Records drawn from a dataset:
---*---

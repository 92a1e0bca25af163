use serde::de::DeserializeOwned;
use serde::{Deserialize, Serialize};
use std::collections::BTreeMap;
use std::path::Path;

use super::combobox::ComboboxCatalogue;
use super::custom_field::Flag;
use super::error::DataModelError;
use super::overview::OverviewCatalogue;

/// Side files a role layers onto the base configuration. Each name is
/// relative to the versioned config directory; an empty name means the
/// role defines nothing of that kind.
#[derive(Debug, Clone, Default, PartialEq, Eq, Serialize, Deserialize)]
pub struct RoleFiles {
    #[serde(rename = "combobox", default)]
    pub combobox_file: String,
    #[serde(rename = "overview", default)]
    pub overview_file: String,
    #[serde(rename = "field", default)]
    pub field_file: String,
}

/// Per-field override from a role's field file
#[derive(Debug, Clone, Default, PartialEq, Eq, Serialize, Deserialize)]
pub struct FieldOverride {
    #[serde(default, skip_serializing_if = "Flag::is_unset")]
    pub mandatory: Flag,
    #[serde(default, skip_serializing_if = "Flag::is_unset")]
    pub readonly: Flag,
    #[serde(default, skip_serializing_if = "Option::is_none")]
    pub command: Option<String>,
}

/// Overrides of one record type, keyed by field name
pub type RecordOverrides = BTreeMap<String, FieldOverride>;

/// Contents of a role field file, keyed by record type
pub type FieldOverrides = BTreeMap<String, RecordOverrides>;

/// Everything one role contributes, already read from disk
#[derive(Debug, Clone, Default, PartialEq)]
pub struct RoleLayer {
    pub comboboxes: Option<ComboboxCatalogue>,
    pub fields: Option<FieldOverrides>,
    pub overviews: Option<OverviewCatalogue>,
}

impl RoleFiles {
    /// Read every side file this role names from `dir`
    pub fn load(&self, dir: &Path) -> Result<RoleLayer, DataModelError> {
        Ok(RoleLayer {
            comboboxes: load_comboboxes(dir, &self.combobox_file)?,
            fields: load_fields(dir, &self.field_file)?,
            overviews: load_overviews(dir, &self.overview_file)?,
        })
    }
}

pub fn load_comboboxes(dir: &Path, file_name: &str) -> Result<Option<ComboboxCatalogue>, DataModelError> {
    load_side_file(dir, file_name)
}

pub fn load_fields(dir: &Path, file_name: &str) -> Result<Option<FieldOverrides>, DataModelError> {
    load_side_file(dir, file_name)
}

pub fn load_overviews(dir: &Path, file_name: &str) -> Result<Option<OverviewCatalogue>, DataModelError> {
    load_side_file(dir, file_name)
}

fn load_side_file<T: DeserializeOwned>(dir: &Path, file_name: &str) -> Result<Option<T>, DataModelError> {
    if file_name.is_empty() {
        return Ok(None);
    }
    read_json(&dir.join(file_name)).map(Some)
}

/// Read and parse one JSON config file
pub(crate) fn read_json<T: DeserializeOwned>(path: &Path) -> Result<T, DataModelError> {
    let content = std::fs::read_to_string(path).map_err(|e| DataModelError::from_io(path, e))?;
    serde_json::from_str(&content).map_err(|source| DataModelError::InvalidJson {
        path: path.to_path_buf(),
        source,
    })
}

---*---

What this task involves => Lines from the top of the data above through the line with "pub struct RoleFiles", both ends included: copy them exactly, nothing more.

Response to this exercise =>
repository 92a1e0bca25af163
use serde::de::DeserializeOwned;
use serde::{Deserialize, Serialize};
use std::collections::BTreeMap;
use std::path::Path;

use super::combobox::ComboboxCatalogue;
use super::custom_field::Flag;
use super::error::DataModelError;
use super::overview::OverviewCatalogue;

/// Side files a role layers onto the base configuration. Each name is
/// relative to the versioned config directory; an empty name means the
/// role defines nothing of that kind.
#[derive(Debug, Clone, Default, PartialEq, Eq, Serialize, Deserialize)]
pub struct RoleFiles {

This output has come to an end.